[Material to process — start]

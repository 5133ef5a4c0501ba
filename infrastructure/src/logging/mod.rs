//! Structured conversation logging.
//!
//! [`JsonlConversationLogger`] appends session events to a JSONL file and
//! implements the [`ConversationLogger`](codeassist_application::ConversationLogger) port.

mod jsonl_logger;

pub use jsonl_logger::JsonlConversationLogger;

[Material to process — finish]

* _Task details_: Take the entries above and transcribe them exactly.

* _Response to this exercise_:
repository 5133ef5a4c0501ba
filename infrastructure/src/logging/mod.rs
//! Structured conversation logging.
//!
//! [`JsonlConversationLogger`] appends session events to a JSONL file and
//! implements the [`ConversationLogger`](codeassist_application::ConversationLogger) port.

mod jsonl_logger;

pub use jsonl_logger::JsonlConversationLogger;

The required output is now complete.